## Exercise 10.1

Question 1.

Draw a line, say AB, take a point C outside it. Through C draw a line parallel to AB using ruler and compasses only.

Solution:

Steps of construction:

(i) Draw a line AB.

(ii) Take any point D on it.

(iii) Join the given point C to D and mark ∠1 to ∠CDB.

(iv) Mark ∠1 = ∠2 at C and produce to both side.

(v) MN is the required line.

Using the Property of Alternate Angles

Question 2.

Draw a line Z. Draw a perpendicular to l at any point on l. On this perpendicular choose a point X, 4 cm away from l. Through X, draw a line m parallel to l.

Solution: ‘Steps of construction:

(i) Draw a given line Z and take any point P on it.

(ii) Draw a perpendicular line at P to the line Z such that PX = 4 cm.

(iii) Draw ∠2 = ∠1 i.e. 90° at PX and produce the line both sides.

(iv) m is the required line parallel to Z through X.

Using Properties of Alternate Angles

Question 3.

Let l be a line and P be a point not on l. Through P, draw a line m parallel to P. Now join P to any point Q on l. Choose any other point R on m. Through R, draw a line parallel to PQ. Let this meet l at S. What shape do the two sets of parallel lines enclose?

Solution:

Steps of Construction:

(i) Draw a line l and take any point P not on l.

(ii) Draw a line m parallel to l through P.

(iii) Join P and Q.

(iv) PQ makes ∠1 with l and ∠2 with m which are equal angles.

(v) Take any point R on m and draw ∠3 equal to ∠ 2 to meet l at S such that PQ || RS.

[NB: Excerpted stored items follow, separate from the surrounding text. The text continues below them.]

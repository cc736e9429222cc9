//! Hybrid retrieval: four seed streams fused by reciprocal rank, with an
//! optional reranking pass.
//!
//! Grounded in `fuzzy.rs` for the symbol stream and in `storage.rs` for the
//! vector/lexical/memory streams. Each stream is independent and its
//! failure is recorded, not propagated — a degraded stream becomes an
//! empty result set plus a flag.

use std::collections::HashMap;

use crate::embedder::Embedder;
use crate::error::Result;
use crate::fuzzy::fuzzy_rank;
use crate::policy::{RetrievalPolicy, SYMBOL_BOOST};
use crate::reranker::{Reranker, RERANKER_MAX_TOKENS, RERANK_MAX_CANDIDATES};
use crate::storage::Storage;
use crate::types::{EmbedderIdentity, ScopeFilters};

/// Reciprocal-rank-fusion constant, fixed at the standard RRF default from
/// the original TREC fusion literature rather than exposed as a tunable —
/// changing it would silently reweight every stored interaction's learned
/// seed weights.
const RRF_K: f64 = 60.0;

/// Width of the top-N window compared across streams when checking
/// convergence; the overlap ratio required to call it "converged" is the
/// per-intent `RetrievalPolicy::early_stop_threshold`.
const STREAM_OVERLAP_WINDOW: usize = 20;

#[derive(Debug, Clone, Copy, PartialEq, Eq, Hash, serde::Serialize, serde::Deserialize)]
#[serde(rename_all = "snake_case")]
pub enum SeedSource {
    Vector,
    Bm25,
    Memory,
    Symbol,
}

#[derive(Debug, Clone)]
pub struct RankedChunk {
    pub chunk_id: String,
    pub fused_score: f64,
    pub sources: Vec<SeedSource>,
    pub rerank_score: Option<f32>,
}

#[derive(Debug, Default)]
pub struct RetrievalReport {
    pub degraded_streams: Vec<SeedSource>,
    pub early_stopped: bool,
    pub reranked: bool,
}

pub struct RetrievalResult {
    pub items: Vec<RankedChunk>,
    pub report: RetrievalReport,
}

/// Run the four seed streams, fuse with weighted RRF, apply the symbol
/// boost, optionally rerank, and return the top `limit` candidates.
pub async fn retrieve(
    storage: &Storage,
    embedder: Option<&dyn Embedder>,
    reranker: Option<&dyn Reranker>,
    query: &str,
    symbol_entity: Option<&str>,
    policy: &RetrievalPolicy,
    filters: &ScopeFilters,
    limit: usize,
) -> Result<RetrievalResult> {
    let mut report = RetrievalReport::default();
    let fetch_n = (limit * 4).max(40);

    let bm25_ranked = match storage.fts_search(query, filters, fetch_n, 0) {
        Ok(hits) => hits.into_iter().map(|h| h.chunk_id).collect::<Vec<_>>(),
        Err(_) => {
            report.degraded_streams.push(SeedSource::Bm25);
            Vec::new()
        }
    };

    let vector_ranked = if let Some(embedder) = embedder {
        match embedder.embed(&[query.to_string()]).await {
            Ok(mut vectors) if !vectors.is_empty() => {
                let qv = vectors.remove(0);
                match storage.vector_search(&qv, embedder.identity(), filters, fetch_n) {
                    Ok(hits) => hits.into_iter().map(|h| h.chunk_id).collect::<Vec<_>>(),
                    Err(_) => {
                        report.degraded_streams.push(SeedSource::Vector);
                        Vec::new()
                    }
                }
            }
            _ => {
                report.degraded_streams.push(SeedSource::Vector);
                Vec::new()
            }
        }
    } else {
        Vec::new()
    };

    let memory_ranked = match storage.find_memories(None, None, None, now_unix(), fetch_n) {
        Ok(memories) => memories
            .into_iter()
            .filter(|m| m.value.to_lowercase().contains(&query.to_lowercase()))
            .map(|m| m.id)
            .collect::<Vec<_>>(),
        Err(_) => {
            report.degraded_streams.push(SeedSource::Memory);
            Vec::new()
        }
    };

    let symbol_ranked = if policy.include_symbols {
        match storage.all_span_names() {
            Ok(spans) => {
                let names: Vec<&str> = spans.iter().map(|(_, n)| n.as_str()).collect();
                let ranked = fuzzy_rank(query, &names);
                ranked
                    .into_iter()
                    .filter_map(|(i, _)| spans.get(i).map(|(id, _)| id.clone()))
                    .filter_map(|span_id| storage.get_chunk_for_span(&span_id).ok().flatten())
                    .map(|c| c.id)
                    .take(fetch_n)
                    .collect::<Vec<_>>()
            }
            Err(_) => {
                report.degraded_streams.push(SeedSource::Symbol);
                Vec::new()
            }
        }
    } else {
        Vec::new()
    };

    report.early_stopped = streams_converged(
        &[&bm25_ranked, &vector_ranked, &memory_ranked, &symbol_ranked],
        policy.early_stop_threshold,
    );

    let mut fused = fuse(&[
        (SeedSource::Vector, &vector_ranked, policy.seed_weights.vector),
        (SeedSource::Bm25, &bm25_ranked, policy.seed_weights.bm25),
        (SeedSource::Memory, &memory_ranked, policy.seed_weights.memory),
        (SeedSource::Symbol, &symbol_ranked, policy.seed_weights.symbol),
    ]);

    if let Some(entity) = symbol_entity {
        apply_symbol_boost(&mut fused, storage, entity);
    }

    fused.sort_by(|a, b| b.fused_score.partial_cmp(&a.fused_score).unwrap_or(std::cmp::Ordering::Equal));

    if let Some(reranker) = reranker {
        if reranker.name() != "off" {
            rerank_top(storage, reranker, query, &mut fused).await?;
            report.reranked = true;
        }
    }

    fused.truncate(limit);
    Ok(RetrievalResult { items: fused, report })
}

/// Weighted reciprocal rank fusion: `score(d) = sum_over_streams(weight / (k + rank(d)))`.
fn fuse(streams: &[(SeedSource, &Vec<String>, f64)]) -> Vec<RankedChunk> {
    let mut scores: HashMap<String, (f64, Vec<SeedSource>)> = HashMap::new();
    for (source, ids, weight) in streams {
        if *weight <= 0.0 {
            continue;
        }
        for (rank, id) in ids.iter().enumerate() {
            let entry = scores.entry(id.clone()).or_insert((0.0, Vec::new()));
            entry.0 += weight / (RRF_K + rank as f64 + 1.0);
            if !entry.1.contains(source) {
                entry.1.push(*source);
            }
        }
    }
    scores
        .into_iter()
        .map(|(chunk_id, (fused_score, sources))| RankedChunk { chunk_id, fused_score, sources, rerank_score: None })
        .collect()
}

/// Two streams "converge" once their top-window id sets overlap at least
/// `threshold` — the per-intent `RetrievalPolicy::early_stop_threshold`,
/// so an incident query (which wants broad recall) converges less eagerly
/// than a symbol lookup (which wants to stop as soon as streams agree).
fn streams_converged(streams: &[&Vec<String>], threshold: f64) -> bool {
    let nonempty: Vec<&Vec<String>> = streams.iter().filter(|s| !s.is_empty()).copied().collect();
    if nonempty.len() < 2 {
        return false;
    }
    let mut converged_pairs = 0;
    for i in 0..nonempty.len() {
        for j in (i + 1)..nonempty.len() {
            let a: std::collections::HashSet<&str> =
                nonempty[i].iter().take(STREAM_OVERLAP_WINDOW).map(String::as_str).collect();
            let b: std::collections::HashSet<&str> =
                nonempty[j].iter().take(STREAM_OVERLAP_WINDOW).map(String::as_str).collect();
            if a.is_empty() || b.is_empty() {
                continue;
            }
            let overlap = a.intersection(&b).count();
            let ratio = overlap as f64 / a.len().min(b.len()) as f64;
            if ratio >= threshold {
                converged_pairs += 1;
            }
        }
    }
    converged_pairs >= 1
}

/// Boost chunks whose span name matches `entity` exactly (case-insensitive).
fn apply_symbol_boost(fused: &mut [RankedChunk], storage: &Storage, entity: &str) {
    let Ok(spans) = storage.all_span_names() else { return };
    let matching_span_ids: std::collections::HashSet<String> = spans
        .into_iter()
        .filter(|(_, name)| name.eq_ignore_ascii_case(entity))
        .map(|(id, _)| id)
        .collect();
    if matching_span_ids.is_empty() {
        return;
    }
    for item in fused.iter_mut() {
        if let Ok(Some(chunk)) = storage.get_chunk(&item.chunk_id) {
            if chunk.span_id.as_deref().is_some_and(|id| matching_span_ids.contains(id)) {
                item.fused_score *= SYMBOL_BOOST;
            }
        }
    }
}

async fn rerank_top(storage: &Storage, reranker: &dyn Reranker, query: &str, fused: &mut [RankedChunk]) -> Result<()> {
    let top_n = fused.len().min(RERANK_MAX_CANDIDATES);
    if top_n == 0 {
        return Ok(());
    }
    let mut bodies = Vec::with_capacity(top_n);
    for item in fused.iter().take(top_n) {
        let body = storage.get_chunk(&item.chunk_id)?.map(|c| c.body).unwrap_or_default();
        bodies.push(truncate_tokens(&body, RERANKER_MAX_TOKENS));
    }
    let scores = match reranker.rerank(query, &bodies).await {
        Ok(s) => s,
        Err(_) => return Ok(()), // degrade silently: keep fusion order
    };
    for (item, score) in fused.iter_mut().take(top_n).zip(scores) {
        item.rerank_score = Some(score);
    }
    fused[..top_n].sort_by(|a, b| {
        b.rerank_score.unwrap_or(0.0).partial_cmp(&a.rerank_score.unwrap_or(0.0)).unwrap_or(std::cmp::Ordering::Equal)
    });
    Ok(())
}

fn truncate_tokens(body: &str, max_tokens: usize) -> String {
    let max_chars = max_tokens * 4;
    match body.char_indices().nth(max_chars) {
        Some((idx, _)) => body[..idx].to_string(),
        None => body.to_string(),
    }
}

fn now_unix() -> i64 {
    std::time::SystemTime::now().duration_since(std::time::UNIX_EPOCH).map(|d| d.as_secs() as i64).unwrap_or(0)
}

/// Helper used by `indexer.rs`/`main.rs` to build an `EmbedderIdentity` key
/// for the currently configured model without duplicating the format string.
#[must_use]
pub fn identity_key(identity: &EmbedderIdentity) -> String {
    identity.key()
}

#[cfg(test)]
mod tests {
    use super::*;

    #[test]
    fn rrf_favors_items_ranked_high_in_multiple_streams() {
        let vector = vec!["a".to_string(), "b".to_string(), "c".to_string()];
        let bm25 = vec!["b".to_string(), "a".to_string(), "d".to_string()];
        let fused = fuse(&[
            (SeedSource::Vector, &vector, 1.0),
            (SeedSource::Bm25, &bm25, 1.0),
        ]);
        let top = fused.iter().max_by(|a, b| a.fused_score.partial_cmp(&b.fused_score).unwrap()).unwrap();
        assert!(top.chunk_id == "a" || top.chunk_id == "b");
    }

    #[test]
    fn zero_weight_stream_contributes_nothing() {
        let vector = vec!["a".to_string()];
        let fused = fuse(&[(SeedSource::Vector, &vector, 0.0)]);
        assert!(fused.is_empty());
    }

    #[test]
    fn streams_converge_when_top_results_overlap_heavily() {
        let a = vec!["x".to_string(), "y".to_string(), "z".to_string()];
        let b = vec!["x".to_string(), "y".to_string(), "w".to_string()];
        assert!(streams_converged(&[&a, &b], 0.60));
    }

    #[test]
    fn streams_do_not_converge_when_disjoint() {
        let a = vec!["x".to_string(), "y".to_string()];
        let b = vec!["p".to_string(), "q".to_string()];
        assert!(!streams_converged(&[&a, &b], 0.60));
    }

    #[test]
    fn higher_threshold_requires_tighter_overlap() {
        let a = vec!["x".to_string(), "y".to_string(), "z".to_string()];
        let b = vec!["x".to_string(), "y".to_string(), "w".to_string()];
        assert!(!streams_converged(&[&a, &b], 0.95));
    }
}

(vi) Since l || m and PQ || RS. Therefore, PQSR is a parallelogram.

Using the properties of parallel lines and transversal line and alternate angles

## Exercise 10.2

Question 1.

Construct ∆XYZ in which XY = 4.5 cm, YZ = 5 cm and ZX = 6 cm.

Solution:

Steps of construction:

(i) Draw XY = 4.5 cm.

(ii) Draw an arc with centre Y and radius 5 cm.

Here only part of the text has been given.